Goals
- Manufacture more renewables, electric vehicles, public transit, and other goods essential to a clean energy economy.
- Make manufacturing clean, removing toxic materials and processes and greenhouse gas emissions—including in the renewables sector—and limit the need for mining.
- Ensure high-quality jobs that pay family-sustaining wages, that are safe for workers and do not expose workers to toxics, with equitable access to jobs, including in the renewable energy sector.
- Reduce manufacturing-related waste and extraction by expanding remanufacturing and reuse to encourage sustainable life cycle management as part of a “circular economy.”
Policies
- Measure and transparently report job creation, worker safety adherence, pollution reduction progress, and life cycle management—both for the goods produced and the supply chain.
- Limit the need for mining through increased recycling, right to repair, and longer product life, eliminating planned obsolescence.
- Invest massively in R&D and deployment for solutions to increase manufacturing energy efficiency; eliminate greenhouse gases, other pollutants, and waste from manufacturing; substitute materials; clean up pollution from legacy polluting manufacturing; and redevelop brownfields where appropriate.

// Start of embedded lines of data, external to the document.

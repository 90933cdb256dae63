//! Output formatting and writing utilities
//!
//! Results go to stdout in the selected format. Human output gets
//! headings, tables and colored status lines; machine formats get the bare
//! serialized value and nothing else.

use crate::cli::OutputFormat;
use crate::error::Result;
use crate::logging::redaction;
use colored::Colorize;
use dynafield_core::{ValidationError, ValidationErrors};
use serde::Serialize;
use std::io::{self, Write};
use tracing::{debug, trace};

/// Trait for formatting output with specialized support for common types
pub trait OutputFormatter {
    /// Format a serializable value
    fn format<T: Serialize>(&self, value: &T) -> Result<String>;

    /// Format validation errors with detailed violation reporting
    fn format_validation_errors(&self, errors: &ValidationErrors) -> Result<String>;

    /// Format a single validation error
    fn format_validation_error(&self, error: &ValidationError) -> Result<String>;
}

impl OutputFormatter for OutputFormat {
    fn format<T: Serialize>(&self, value: &T) -> Result<String> {
        match self {
            OutputFormat::Json => Ok(serde_json::to_string(value)?),
            OutputFormat::JsonPretty | OutputFormat::Human => Ok(serde_json::to_string_pretty(value)?),
            OutputFormat::Yaml => Ok(serde_yaml::to_string(value)?),
        }
    }

    fn format_validation_errors(&self, errors: &ValidationErrors) -> Result<String> {
        match self {
            OutputFormat::Human => Ok(format_validation_errors_human(errors)),
            _ => self.format(errors),
        }
    }

    fn format_validation_error(&self, error: &ValidationError) -> Result<String> {
        match self {
            OutputFormat::Human => Ok(format_validation_error_human(error)),
            _ => self.format(error),
        }
    }
}

/// Output writer that handles different output formats and colors
pub struct OutputWriter {
    format: OutputFormat,
    use_color: bool,
    quiet: bool,
    verbose: u8,
    writer: Box<dyn Write>,
}

impl OutputWriter {
    /// Create a new output writer on stdout
    pub fn new(format: OutputFormat, use_color: bool, quiet: bool, verbose: u8) -> Self {
        Self::with_writer(format, use_color, quiet, verbose, Box::new(io::stdout()))
    }

    /// Create an output writer with a custom writer
    pub fn with_writer(
        format: OutputFormat,
        use_color: bool,
        quiet: bool,
        verbose: u8,
        writer: Box<dyn Write>,
    ) -> Self {
        Self {
            format,
            use_color,
            quiet,
            verbose,
            writer,
        }
    }

    /// Get the output format
    pub fn format(&self) -> OutputFormat {
        self.format
    }

    pub fn is_human(&self) -> bool {
        self.format == OutputFormat::Human
    }

    /// Write raw output
    pub fn write(&mut self, content: &str) -> Result<()> {
        write!(self.writer, "{}", content)?;
        self.writer.flush()?;
        Ok(())
    }

    /// Write a line of output
    pub fn writeln(&mut self, content: &str) -> Result<()> {
        writeln!(self.writer, "{}", content)?;
        self.writer.flush()?;
        Ok(())
    }

    /// Write an info message
    pub fn info(&mut self, message: &str) -> Result<()> {
        debug!("Output info: {}", message);

        if self.quiet || !self.is_human() {
            return Ok(());
        }

        if self.use_color {
            self.writeln(&format!("{} {}", "ℹ".blue(), message))
        } else {
            self.writeln(&format!("INFO: {}", message))
        }
    }

    /// Write a success message
    pub fn success(&mut self, message: &str) -> Result<()> {
        if self.quiet || !self.is_human() {
            return Ok(());
        }

        if self.use_color {
            self.writeln(&message.green().to_string())
        } else {
            self.writeln(message)
        }
    }

    /// Write a warning message
    pub fn warning(&mut self, message: &str) -> Result<()> {
        if !self.is_human() {
            return Ok(());
        }

        if self.use_color {
            self.writeln(&message.yellow().to_string())
        } else {
            self.writeln(&format!("WARNING: {}", message))
        }
    }

    /// Write an error message
    pub fn error(&mut self, message: &str) -> Result<()> {
        if !self.is_human() {
            return Ok(());
        }

        if self.use_color {
            self.writeln(&message.red().to_string())
        } else {
            self.writeln(&format!("ERROR: {}", message))
        }
    }

    /// Write a section header
    pub fn section(&mut self, title: &str) -> Result<()> {
        if self.quiet || !self.is_human() {
            return Ok(());
        }

        self.writeln("")?;
        if self.use_color {
            self.writeln(&format!("═══ {} ═══", title).bright_blue().to_string())
        } else {
            self.writeln(&format!("=== {} ===", title))
        }
    }

    /// Write data in the configured format
    pub fn data<T: Serialize>(&mut self, value: &T) -> Result<()> {
        if tracing::enabled!(tracing::Level::TRACE) {
            let redacted = redaction::redacted(&serde_json::to_value(value)?);
            trace!(data = %redacted, "Outputting data");
        }

        let formatted = self.format.format(value)?;
        match self.format {
            // YAML output already ends with a newline
            OutputFormat::Yaml => self.write(&formatted),
            _ => self.writeln(&formatted),
        }
    }

    /// Write preformatted text that only makes sense to a person, e.g. SDL
    pub fn text(&mut self, content: &str) -> Result<()> {
        if self.is_human() {
            self.writeln(content.trim_end())
        } else {
            self.data(&content)
        }
    }

    /// Write validation errors with specialized formatting
    pub fn validation_errors(&mut self, errors: &ValidationErrors) -> Result<()> {
        let formatted = self.format.format_validation_errors(errors)?;
        self.writeln(formatted.trim_end())
    }

    /// Write a single validation error
    pub fn validation_error(&mut self, error: &ValidationError) -> Result<()> {
        let formatted = self.format.format_validation_error(error)?;
        self.writeln(formatted.trim_end())
    }

    /// Check if verbose output should be shown
    pub fn is_verbose(&self) -> bool {
        self.verbose > 0
    }

    /// Write debug information if verbose mode is enabled
    pub fn debug(&mut self, message: &str) -> Result<()> {
        if !(self.is_verbose() && self.is_human()) {
            return Ok(());
        }

        if self.use_color {
            self.writeln(&format!("{} {}", "DEBUG:".dimmed(), message.dimmed()))
        } else {
            self.writeln(&format!("DEBUG: {}", message))
        }
    }

    /// Write a table (for human format)
    pub fn table(&mut self, headers: &[&str], rows: Vec<Vec<String>>) -> Result<()> {
        if self.quiet || !self.is_human() {
            return Ok(());
        }

        let mut widths = headers.iter().map(|h| h.chars().count()).collect::<Vec<_>>();
        for row in &rows {
            for (width, cell) in widths.iter_mut().zip(row) {
                *width = (*width).max(cell.chars().count());
            }
        }

        let header_row = pad_row(headers.iter().copied(), &widths);
        if self.use_color {
            self.writeln(&header_row.bold().to_string())?;
        } else {
            self.writeln(&header_row)?;
        }

        let separator = widths
            .iter()
            .map(|w| "─".repeat(*w))
            .collect::<Vec<_>>()
            .join("─┼─");
        self.writeln(&separator)?;

        for row in &rows {
            let line = pad_row(row.iter().map(String::as_str), &widths);
            self.writeln(line.trim_end())?;
        }

        Ok(())
    }
}

fn pad_row<'a>(cells: impl Iterator<Item = &'a str>, widths: &[usize]) -> String {
    cells
        .enumerate()
        .map(|(i, cell)| match widths.get(i) {
            Some(width) => format!("{:width$}", cell, width = *width),
            None => cell.to_string(),
        })
        .collect::<Vec<_>>()
        .join(" │ ")
}

/// Format validation errors for human reading
fn format_validation_errors_human(errors: &ValidationErrors) -> String {
    let mut output = format!("❌ Validation Failed - {} Error(s)\n\n", errors.len());

    for (i, error) in errors.iter().enumerate() {
        output.push_str(&format!("{}. {}\n", i + 1, format_validation_error_human(error)));
    }

    output
}

/// Format a single validation error for human reading
fn format_validation_error_human(error: &ValidationError) -> String {
    let mut output = String::new();

    output.push_str(&format!("📍 Path: {}\n", error.path));
    output.push_str(&format!("💬 Message: {}\n", error.message));

    if !error.violations.is_empty() {
        output.push_str("🔍 Violations:\n");

        for violation in &error.violations {
            output.push_str(&format!("  • Rule: {}\n", violation.rule));
            output.push_str(&format!("    Expected: {}\n", violation.expected));
            output.push_str(&format!("    Actual: {}\n", violation.actual));
        }
    }

    output
}

#[cfg(test)]
mod tests {
    include!("output/tests.rs");
}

- Ensure that government procurement supports clean, equitable, job-creating manufacturing.
- Require companies to clean up pollution from manufacturing and limit the need for mining.
- Create a clean-technology industrial bank (like a “green bank”) to deploy clean manufacturing for the clean energy economy (e.g., renewables, electric vehicles, public transit), with democratically determined local content and manufacturing requirements as appropriate for the clean economy of the future.
- Immediately sign and ratify the Kigali Amendment to the Montreal Protocol phasing out the use of hydrofluorocarbons (HFCs).
- Limit greenhouse gas emissions and toxic pollution from manufacturing, and phase out highly polluting manufactured materials.
- Enact policies that require all manufacturing jobs that benefit from the above investments and incentives to abide by high-road labor standards, with unions, frontline communities, and other impacted local populations taking the lead on developing these policies, such as prevailing wages, strict safety standards, and project labor agreements with unions.